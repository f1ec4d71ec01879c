//! ffmpeg-backed frame source.

use std::io::{ErrorKind, Read};
use std::path::{Path, PathBuf};
use std::sync::atomic::{AtomicBool, Ordering};
use std::sync::{Arc, Mutex};
use std::thread::JoinHandle;

use crate::pipeline::{PipeMode, Pipeline, PipelineError};

use super::probe::{ffprobe_for, probe_dimensions};
use super::types::{Frame, FrameSource, PlaybackState, SourceError};

/// Decodes a video file with ffmpeg in real time.
///
/// The decoder runs as a child process writing raw RGB frames to a pipe.
/// A background thread reads them and stores the latest frame in a shared
/// buffer, so `current_frame()` always returns the frame "on screen".
pub struct FfmpegSource {
    input: PathBuf,
    engine: PathBuf,
    width: u32,
    height: u32,
    /// Latest decoded frame (shared with the reader thread)
    frame_buffer: Arc<Mutex<Option<Frame>>>,
    state: Arc<Mutex<PlaybackState>>,
    /// Signal to stop the reader thread
    stop_signal: Arc<AtomicBool>,
    pipeline: Mutex<Option<Pipeline>>,
    reader_thread: Mutex<Option<JoinHandle<()>>>,
}

impl std::fmt::Debug for FfmpegSource {
    fn fmt(&self, f: &mut std::fmt::Formatter<'_>) -> std::fmt::Result {
        f.debug_struct("FfmpegSource")
            .field("input", &self.input)
            .field("width", &self.width)
            .field("height", &self.height)
            .field("state", &self.playback_state())
            .finish_non_exhaustive()
    }
}

impl FfmpegSource {
    /// Open a video file, probing its dimensions.
    ///
    /// Decoding doesn't begin until `start()` is called.
    ///
    /// # Arguments
    /// * `engine` - Path of the ffmpeg executable
    /// * `input` - Video file to decode
    ///
    /// # Errors
    /// * `SourceError::InputNotFound` - If the file doesn't exist
    /// * `SourceError::ProbeFailed` - If the file has no readable video stream
    pub fn open(engine: &Path, input: &Path) -> Result<Self, SourceError> {
        let (width, height) = probe_dimensions(&ffprobe_for(engine), input)?;
        log::info!("Opened {} ({}x{})", input.display(), width, height);

        Ok(Self {
            input: input.to_path_buf(),
            engine: engine.to_path_buf(),
            width,
            height,
            frame_buffer: Arc::new(Mutex::new(None)),
            state: Arc::new(Mutex::new(PlaybackState::NotStarted)),
            stop_signal: Arc::new(AtomicBool::new(false)),
            pipeline: Mutex::new(None),
            reader_thread: Mutex::new(None),
        })
    }

    /// Start decoding in a background thread.
    ///
    /// # Errors
    /// * `SourceError::AlreadyRunning` - If decoding was already started
    /// * `SourceError::Pipeline` - If ffmpeg fails to spawn
    pub fn start(&self) -> Result<(), SourceError> {
        if self.playback_state() != PlaybackState::NotStarted {
            return Err(SourceError::AlreadyRunning);
        }

        let mut pipeline = Pipeline::spawn(
            &self.engine,
            &decode_args(&self.input),
            PipeMode::Output,
            "decoder",
        )?;
        let stdout = pipeline.take_stdout().ok_or_else(|| {
            PipelineError::Io(std::io::Error::new(
                ErrorKind::BrokenPipe,
                "decoder stdout unavailable",
            ))
        })?;

        self.stop_signal.store(false, Ordering::SeqCst);
        set_state(&self.state, PlaybackState::Playing);

        let buffer = Arc::clone(&self.frame_buffer);
        let state = Arc::clone(&self.state);
        let stop = Arc::clone(&self.stop_signal);
        let (width, height) = (self.width, self.height);

        let handle = std::thread::spawn(move || {
            run_decode_loop(stdout, width, height, buffer, stop);
            set_state(&state, PlaybackState::Ended);
        });

        if let Ok(mut slot) = self.pipeline.lock() {
            *slot = Some(pipeline);
        }
        if let Ok(mut slot) = self.reader_thread.lock() {
            *slot = Some(handle);
        }
        Ok(())
    }

    /// Suspend decoding; the current frame stays on screen.
    pub fn pause(&self) {
        if self.transition(PlaybackState::Playing, PlaybackState::Paused) {
            if let Ok(guard) = self.pipeline.lock() {
                if let Some(pipeline) = guard.as_ref() {
                    pipeline.pause();
                }
            }
        }
    }

    /// Resume decoding after `pause()`.
    pub fn resume(&self) {
        if self.transition(PlaybackState::Paused, PlaybackState::Playing) {
            if let Ok(guard) = self.pipeline.lock() {
                if let Some(pipeline) = guard.as_ref() {
                    pipeline.resume();
                }
            }
        }
    }

    /// Stop decoding and wait for the reader thread to finish.
    pub fn stop(&self) {
        self.stop_signal.store(true, Ordering::SeqCst);

        if let Some(mut pipeline) = self.pipeline.lock().ok().and_then(|mut p| p.take()) {
            if let Err(e) = pipeline.shutdown() {
                log::warn!("Decoder shutdown failed: {}", e);
            }
        }

        if let Some(handle) = self.reader_thread.lock().ok().and_then(|mut h| h.take()) {
            let _ = handle.join();
        }
        set_state(&self.state, PlaybackState::Ended);
    }

    pub fn input(&self) -> &Path {
        &self.input
    }

    fn transition(&self, from: PlaybackState, to: PlaybackState) -> bool {
        match self.state.lock() {
            Ok(mut state) if *state == from => {
                *state = to;
                true
            }
            _ => false,
        }
    }
}

impl FrameSource for FfmpegSource {
    fn playback_state(&self) -> PlaybackState {
        self.state
            .lock()
            .map(|s| *s)
            .unwrap_or(PlaybackState::Ended)
    }

    fn current_frame(&self) -> Option<Frame> {
        let buffer = self.frame_buffer.lock().ok()?;
        buffer.clone()
    }

    fn dimensions(&self) -> (u32, u32) {
        (self.width, self.height)
    }
}

impl Drop for FfmpegSource {
    fn drop(&mut self) {
        self.stop();
    }
}

/// Build the decoder arguments: real-time rate, raw RGB frames on stdout.
pub fn decode_args(input: &Path) -> Vec<String> {
    vec![
        "-hide_banner".to_string(),
        "-loglevel".to_string(),
        "error".to_string(),
        "-re".to_string(),
        "-i".to_string(),
        input.to_string_lossy().into_owned(),
        "-an".to_string(),
        "-f".to_string(),
        "rawvideo".to_string(),
        "-pix_fmt".to_string(),
        "rgb24".to_string(),
        "pipe:1".to_string(),
    ]
}

fn set_state(state: &Mutex<PlaybackState>, value: PlaybackState) {
    if let Ok(mut s) = state.lock() {
        *s = value;
    }
}

/// Read fixed-size frames until EOF or stop.
fn run_decode_loop<R: Read>(
    mut reader: R,
    width: u32,
    height: u32,
    buffer: Arc<Mutex<Option<Frame>>>,
    stop: Arc<AtomicBool>,
) {
    let frame_len = Frame::byte_len(width, height);
    let mut decoded = 0u64;

    while !stop.load(Ordering::Relaxed) {
        let mut data = vec![0u8; frame_len];
        match reader.read_exact(&mut data) {
            Ok(()) => {
                decoded += 1;
                if let Ok(mut buf) = buffer.lock() {
                    *buf = Some(Frame::new(width, height, data));
                }
            }
            Err(e) if e.kind() == ErrorKind::UnexpectedEof => break,
            Err(e) if e.kind() == ErrorKind::Interrupted => continue,
            Err(e) => {
                log::warn!("Decoder read failed: {}", e);
                break;
            }
        }
    }

    log::debug!("Decoder finished after {} frames", decoded);
}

______

**What the exercise asks**. Each line above should be copied exactly, with no line missing.

**Answer**.
repository f1ec4d71ec01879c
//! ffmpeg-backed frame source.

use std::io::{ErrorKind, Read};
use std::path::{Path, PathBuf};
use std::sync::atomic::{AtomicBool, Ordering};
use std::sync::{Arc, Mutex};
use std::thread::JoinHandle;

use crate::pipeline::{PipeMode, Pipeline, PipelineError};

use super::probe::{ffprobe_for, probe_dimensions};
use super::types::{Frame, FrameSource, PlaybackState, SourceError};

/// Decodes a video file with ffmpeg in real time.
///
/// The decoder runs as a child process writing raw RGB frames to a pipe.
/// A background thread reads them and stores the latest frame in a shared
/// buffer, so `current_frame()` always returns the frame "on screen".
pub struct FfmpegSource {
    input: PathBuf,
    engine: PathBuf,
    width: u32,
    height: u32,
    /// Latest decoded frame (shared with the reader thread)
    frame_buffer: Arc<Mutex<Option<Frame>>>,
    state: Arc<Mutex<PlaybackState>>,
    /// Signal to stop the reader thread
    stop_signal: Arc<AtomicBool>,
    pipeline: Mutex<Option<Pipeline>>,
    reader_thread: Mutex<Option<JoinHandle<()>>>,
}

impl std::fmt::Debug for FfmpegSource {
    fn fmt(&self, f: &mut std::fmt::Formatter<'_>) -> std::fmt::Result {
        f.debug_struct("FfmpegSource")
            .field("input", &self.input)
            .field("width", &self.width)
            .field("height", &self.height)
            .field("state", &self.playback_state())
            .finish_non_exhaustive()
    }
}

impl FfmpegSource {
    /// Open a video file, probing its dimensions.
    ///
    /// Decoding doesn't begin until `start()` is called.
    ///
    /// # Arguments
    /// * `engine` - Path of the ffmpeg executable
    /// * `input` - Video file to decode
    ///
    /// # Errors
    /// * `SourceError::InputNotFound` - If the file doesn't exist
    /// * `SourceError::ProbeFailed` - If the file has no readable video stream
    pub fn open(engine: &Path, input: &Path) -> Result<Self, SourceError> {
        let (width, height) = probe_dimensions(&ffprobe_for(engine), input)?;
        log::info!("Opened {} ({}x{})", input.display(), width, height);

        Ok(Self {
            input: input.to_path_buf(),
            engine: engine.to_path_buf(),
            width,
            height,
            frame_buffer: Arc::new(Mutex::new(None)),
            state: Arc::new(Mutex::new(PlaybackState::NotStarted)),
            stop_signal: Arc::new(AtomicBool::new(false)),
            pipeline: Mutex::new(None),
            reader_thread: Mutex::new(None),
        })
    }

    /// Start decoding in a background thread.
    ///
    /// # Errors
    /// * `SourceError::AlreadyRunning` - If decoding was already started
    /// * `SourceError::Pipeline` - If ffmpeg fails to spawn
    pub fn start(&self) -> Result<(), SourceError> {
        if self.playback_state() != PlaybackState::NotStarted {
            return Err(SourceError::AlreadyRunning);
        }

        let mut pipeline = Pipeline::spawn(
            &self.engine,
            &decode_args(&self.input),
            PipeMode::Output,
            "decoder",
        )?;
        let stdout = pipeline.take_stdout().ok_or_else(|| {
            PipelineError::Io(std::io::Error::new(
                ErrorKind::BrokenPipe,
                "decoder stdout unavailable",
            ))
        })?;

        self.stop_signal.store(false, Ordering::SeqCst);
        set_state(&self.state, PlaybackState::Playing);

        let buffer = Arc::clone(&self.frame_buffer);
        let state = Arc::clone(&self.state);
        let stop = Arc::clone(&self.stop_signal);
        let (width, height) = (self.width, self.height);

        let handle = std::thread::spawn(move || {
            run_decode_loop(stdout, width, height, buffer, stop);
            set_state(&state, PlaybackState::Ended);
        });

        if let Ok(mut slot) = self.pipeline.lock() {
            *slot = Some(pipeline);
        }
        if let Ok(mut slot) = self.reader_thread.lock() {
            *slot = Some(handle);
        }
        Ok(())
    }

    /// Suspend decoding; the current frame stays on screen.
    pub fn pause(&self) {
        if self.transition(PlaybackState::Playing, PlaybackState::Paused) {
            if let Ok(guard) = self.pipeline.lock() {
                if let Some(pipeline) = guard.as_ref() {
                    pipeline.pause();
                }
            }
        }
    }

    /// Resume decoding after `pause()`.
    pub fn resume(&self) {
        if self.transition(PlaybackState::Paused, PlaybackState::Playing) {
            if let Ok(guard) = self.pipeline.lock() {
                if let Some(pipeline) = guard.as_ref() {
                    pipeline.resume();
                }
            }
        }
    }

    /// Stop decoding and wait for the reader thread to finish.
    pub fn stop(&self) {
        self.stop_signal.store(true, Ordering::SeqCst);

        if let Some(mut pipeline) = self.pipeline.lock().ok().and_then(|mut p| p.take()) {
            if let Err(e) = pipeline.shutdown() {
                log::warn!("Decoder shutdown failed: {}", e);
            }
        }

        if let Some(handle) = self.reader_thread.lock().ok().and_then(|mut h| h.take()) {
            let _ = handle.join();
        }
        set_state(&self.state, PlaybackState::Ended);
    }

    pub fn input(&self) -> &Path {
        &self.input
    }

    fn transition(&self, from: PlaybackState, to: PlaybackState) -> bool {
        match self.state.lock() {
            Ok(mut state) if *state == from => {
                *state = to;
                true
            }
            _ => false,
        }
    }
}

impl FrameSource for FfmpegSource {
    fn playback_state(&self) -> PlaybackState {
        self.state
            .lock()
            .map(|s| *s)
            .unwrap_or(PlaybackState::Ended)
    }

    fn current_frame(&self) -> Option<Frame> {
        let buffer = self.frame_buffer.lock().ok()?;
        buffer.clone()
    }

    fn dimensions(&self) -> (u32, u32) {
        (self.width, self.height)
    }
}

impl Drop for FfmpegSource {
    fn drop(&mut self) {
        self.stop();
    }
}

/// Build the decoder arguments: real-time rate, raw RGB frames on stdout.
pub fn decode_args(input: &Path) -> Vec<String> {
    vec![
        "-hide_banner".to_string(),
        "-loglevel".to_string(),
        "error".to_string(),
        "-re".to_string(),
        "-i".to_string(),
        input.to_string_lossy().into_owned(),
        "-an".to_string(),
        "-f".to_string(),
        "rawvideo".to_string(),
        "-pix_fmt".to_string(),
        "rgb24".to_string(),
        "pipe:1".to_string(),
    ]
}

fn set_state(state: &Mutex<PlaybackState>, value: PlaybackState) {
    if let Ok(mut s) = state.lock() {
        *s = value;
    }
}

/// Read fixed-size frames until EOF or stop.
fn run_decode_loop<R: Read>(
    mut reader: R,
    width: u32,
    height: u32,
    buffer: Arc<Mutex<Option<Frame>>>,
    stop: Arc<AtomicBool>,
) {
    let frame_len = Frame::byte_len(width, height);
    let mut decoded = 0u64;

    while !stop.load(Ordering::Relaxed) {
        let mut data = vec![0u8; frame_len];
        match reader.read_exact(&mut data) {
            Ok(()) => {
                decoded += 1;
                if let Ok(mut buf) = buffer.lock() {
                    *buf = Some(Frame::new(width, height, data));
                }
            }
            Err(e) if e.kind() == ErrorKind::UnexpectedEof => break,
            Err(e) if e.kind() == ErrorKind::Interrupted => continue,
            Err(e) => {
                log::warn!("Decoder read failed: {}", e);
                break;
            }
        }
    }

    log::debug!("Decoder finished after {} frames", decoded);
}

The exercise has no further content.